(What to work on) Output the full listing below exactly.

(The data)
.....

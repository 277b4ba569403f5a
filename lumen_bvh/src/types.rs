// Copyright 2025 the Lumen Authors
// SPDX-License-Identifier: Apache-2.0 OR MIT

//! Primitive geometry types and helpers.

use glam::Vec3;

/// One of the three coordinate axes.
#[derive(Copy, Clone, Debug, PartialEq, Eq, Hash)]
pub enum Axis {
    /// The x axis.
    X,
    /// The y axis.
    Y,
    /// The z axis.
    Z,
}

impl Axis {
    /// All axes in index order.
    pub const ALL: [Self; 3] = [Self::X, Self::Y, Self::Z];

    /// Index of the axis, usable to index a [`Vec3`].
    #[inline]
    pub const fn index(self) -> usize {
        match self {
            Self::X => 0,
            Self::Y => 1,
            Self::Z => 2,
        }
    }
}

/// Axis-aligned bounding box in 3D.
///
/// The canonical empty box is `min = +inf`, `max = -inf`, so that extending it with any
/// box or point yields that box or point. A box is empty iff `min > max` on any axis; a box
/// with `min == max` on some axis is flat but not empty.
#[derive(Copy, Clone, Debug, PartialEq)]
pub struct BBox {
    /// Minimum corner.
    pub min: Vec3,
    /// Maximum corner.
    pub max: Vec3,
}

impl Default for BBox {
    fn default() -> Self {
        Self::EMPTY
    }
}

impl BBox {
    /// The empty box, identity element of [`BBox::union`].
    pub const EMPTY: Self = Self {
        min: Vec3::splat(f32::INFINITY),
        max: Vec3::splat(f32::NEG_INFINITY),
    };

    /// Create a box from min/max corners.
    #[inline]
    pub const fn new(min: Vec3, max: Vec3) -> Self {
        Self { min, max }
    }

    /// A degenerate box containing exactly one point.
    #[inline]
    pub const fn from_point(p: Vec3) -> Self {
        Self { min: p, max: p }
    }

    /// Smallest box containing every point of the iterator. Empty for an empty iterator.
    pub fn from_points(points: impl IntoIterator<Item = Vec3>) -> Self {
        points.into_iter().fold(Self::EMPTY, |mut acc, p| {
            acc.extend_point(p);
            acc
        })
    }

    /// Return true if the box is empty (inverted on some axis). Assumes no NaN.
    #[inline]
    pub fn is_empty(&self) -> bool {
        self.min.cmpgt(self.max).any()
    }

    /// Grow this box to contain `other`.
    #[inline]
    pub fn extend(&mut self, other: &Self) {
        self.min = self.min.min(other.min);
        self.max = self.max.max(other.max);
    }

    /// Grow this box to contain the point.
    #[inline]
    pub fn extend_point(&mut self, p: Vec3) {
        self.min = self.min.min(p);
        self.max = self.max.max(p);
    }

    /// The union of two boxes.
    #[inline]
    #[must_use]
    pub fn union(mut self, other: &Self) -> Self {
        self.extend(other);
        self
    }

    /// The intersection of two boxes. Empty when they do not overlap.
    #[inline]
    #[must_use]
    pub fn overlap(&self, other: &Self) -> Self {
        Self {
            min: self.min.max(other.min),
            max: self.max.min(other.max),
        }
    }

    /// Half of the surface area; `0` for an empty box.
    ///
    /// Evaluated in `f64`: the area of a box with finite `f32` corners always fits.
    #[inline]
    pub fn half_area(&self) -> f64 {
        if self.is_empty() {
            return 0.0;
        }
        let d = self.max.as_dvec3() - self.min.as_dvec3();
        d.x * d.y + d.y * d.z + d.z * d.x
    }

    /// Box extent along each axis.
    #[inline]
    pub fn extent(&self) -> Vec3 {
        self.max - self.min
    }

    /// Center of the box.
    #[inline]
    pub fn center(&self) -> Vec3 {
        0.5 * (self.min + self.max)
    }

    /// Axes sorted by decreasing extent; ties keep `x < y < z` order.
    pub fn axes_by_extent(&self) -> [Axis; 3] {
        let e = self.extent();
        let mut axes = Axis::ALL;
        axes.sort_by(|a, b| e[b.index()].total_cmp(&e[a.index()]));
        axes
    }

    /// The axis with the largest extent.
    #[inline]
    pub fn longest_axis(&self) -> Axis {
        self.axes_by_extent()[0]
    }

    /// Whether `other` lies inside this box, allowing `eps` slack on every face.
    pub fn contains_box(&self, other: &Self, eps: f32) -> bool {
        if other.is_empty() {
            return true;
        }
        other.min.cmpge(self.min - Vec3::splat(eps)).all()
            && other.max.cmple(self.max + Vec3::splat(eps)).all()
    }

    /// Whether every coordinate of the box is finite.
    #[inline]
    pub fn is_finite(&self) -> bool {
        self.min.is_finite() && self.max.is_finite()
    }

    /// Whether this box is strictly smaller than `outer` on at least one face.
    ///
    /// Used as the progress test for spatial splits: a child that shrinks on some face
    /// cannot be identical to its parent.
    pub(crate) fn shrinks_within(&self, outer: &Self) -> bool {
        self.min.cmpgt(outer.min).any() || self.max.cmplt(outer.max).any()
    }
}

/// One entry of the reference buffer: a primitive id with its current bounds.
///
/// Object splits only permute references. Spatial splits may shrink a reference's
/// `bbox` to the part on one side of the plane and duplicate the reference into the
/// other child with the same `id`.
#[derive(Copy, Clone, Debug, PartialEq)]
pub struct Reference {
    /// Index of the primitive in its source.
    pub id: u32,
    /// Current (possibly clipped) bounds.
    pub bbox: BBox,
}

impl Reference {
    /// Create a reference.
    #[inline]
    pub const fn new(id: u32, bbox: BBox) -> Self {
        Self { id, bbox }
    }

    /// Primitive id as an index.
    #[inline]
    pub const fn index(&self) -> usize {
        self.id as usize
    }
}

.....

(Response area)
repository 277b4ba569403f5a
filename lumen_bvh/src/types.rs
// Copyright 2025 the Lumen Authors
// SPDX-License-Identifier: Apache-2.0 OR MIT

//! Primitive geometry types and helpers.

use glam::Vec3;

/// One of the three coordinate axes.
#[derive(Copy, Clone, Debug, PartialEq, Eq, Hash)]
pub enum Axis {
    /// The x axis.
    X,
    /// The y axis.
    Y,
    /// The z axis.
    Z,
}

impl Axis {
    /// All axes in index order.
    pub const ALL: [Self; 3] = [Self::X, Self::Y, Self::Z];

    /// Index of the axis, usable to index a [`Vec3`].
    #[inline]
    pub const fn index(self) -> usize {
        match self {
            Self::X => 0,
            Self::Y => 1,
            Self::Z => 2,
        }
    }
}

/// Axis-aligned bounding box in 3D.
///
/// The canonical empty box is `min = +inf`, `max = -inf`, so that extending it with any
/// box or point yields that box or point. A box is empty iff `min > max` on any axis; a box
/// with `min == max` on some axis is flat but not empty.
#[derive(Copy, Clone, Debug, PartialEq)]
pub struct BBox {
    /// Minimum corner.
    pub min: Vec3,
    /// Maximum corner.
    pub max: Vec3,
}

impl Default for BBox {
    fn default() -> Self {
        Self::EMPTY
    }
}

impl BBox {
    /// The empty box, identity element of [`BBox::union`].
    pub const EMPTY: Self = Self {
        min: Vec3::splat(f32::INFINITY),
        max: Vec3::splat(f32::NEG_INFINITY),
    };

    /// Create a box from min/max corners.
    #[inline]
    pub const fn new(min: Vec3, max: Vec3) -> Self {
        Self { min, max }
    }

    /// A degenerate box containing exactly one point.
    #[inline]
    pub const fn from_point(p: Vec3) -> Self {
        Self { min: p, max: p }
    }

    /// Smallest box containing every point of the iterator. Empty for an empty iterator.
    pub fn from_points(points: impl IntoIterator<Item = Vec3>) -> Self {
        points.into_iter().fold(Self::EMPTY, |mut acc, p| {
            acc.extend_point(p);
            acc
        })
    }

    /// Return true if the box is empty (inverted on some axis). Assumes no NaN.
    #[inline]
    pub fn is_empty(&self) -> bool {
        self.min.cmpgt(self.max).any()
    }

    /// Grow this box to contain `other`.
    #[inline]
    pub fn extend(&mut self, other: &Self) {
        self.min = self.min.min(other.min);
        self.max = self.max.max(other.max);
    }

    /// Grow this box to contain the point.
    #[inline]
    pub fn extend_point(&mut self, p: Vec3) {
        self.min = self.min.min(p);
        self.max = self.max.max(p);
    }

    /// The union of two boxes.
    #[inline]
    #[must_use]
    pub fn union(mut self, other: &Self) -> Self {
        self.extend(other);
        self
    }

    /// The intersection of two boxes. Empty when they do not overlap.
    #[inline]
    #[must_use]
    pub fn overlap(&self, other: &Self) -> Self {
        Self {
            min: self.min.max(other.min),
            max: self.max.min(other.max),
        }
    }

    /// Half of the surface area; `0` for an empty box.
    ///
    /// Evaluated in `f64`: the area of a box with finite `f32` corners always fits.
    #[inline]
    pub fn half_area(&self) -> f64 {
        if self.is_empty() {
            return 0.0;
        }
        let d = self.max.as_dvec3() - self.min.as_dvec3();
        d.x * d.y + d.y * d.z + d.z * d.x
    }

    /// Box extent along each axis.
    #[inline]
    pub fn extent(&self) -> Vec3 {
        self.max - self.min
    }

    /// Center of the box.
    #[inline]
    pub fn center(&self) -> Vec3 {
        0.5 * (self.min + self.max)
    }

    /// Axes sorted by decreasing extent; ties keep `x < y < z` order.
    pub fn axes_by_extent(&self) -> [Axis; 3] {
        let e = self.extent();
        let mut axes = Axis::ALL;
        axes.sort_by(|a, b| e[b.index()].total_cmp(&e[a.index()]));
        axes
    }

    /// The axis with the largest extent.
    #[inline]
    pub fn longest_axis(&self) -> Axis {
        self.axes_by_extent()[0]
    }

    /// Whether `other` lies inside this box, allowing `eps` slack on every face.
    pub fn contains_box(&self, other: &Self, eps: f32) -> bool {
        if other.is_empty() {
            return true;
        }
        other.min.cmpge(self.min - Vec3::splat(eps)).all()
            && other.max.cmple(self.max + Vec3::splat(eps)).all()
    }

    /// Whether every coordinate of the box is finite.
    #[inline]
    pub fn is_finite(&self) -> bool {
        self.min.is_finite() && self.max.is_finite()
    }

    /// Whether this box is strictly smaller than `outer` on at least one face.
    ///
    /// Used as the progress test for spatial splits: a child that shrinks on some face
    /// cannot be identical to its parent.
    pub(crate) fn shrinks_within(&self, outer: &Self) -> bool {
        self.min.cmpgt(outer.min).any() || self.max.cmplt(outer.max).any()
    }
}

/// One entry of the reference buffer: a primitive id with its current bounds.
///
/// Object splits only permute references. Spatial splits may shrink a reference's
/// `bbox` to the part on one side of the plane and duplicate the reference into the
/// other child with the same `id`.
#[derive(Copy, Clone, Debug, PartialEq)]
pub struct Reference {
    /// Index of the primitive in its source.
    pub id: u32,
    /// Current (possibly clipped) bounds.
    pub bbox: BBox,
}

impl Reference {
    /// Create a reference.
    #[inline]
    pub const fn new(id: u32, bbox: BBox) -> Self {
        Self { id, bbox }
    }

    /// Primitive id as an index.
    #[inline]
    pub const fn index(&self) -> usize {
        self.id as usize
    }
}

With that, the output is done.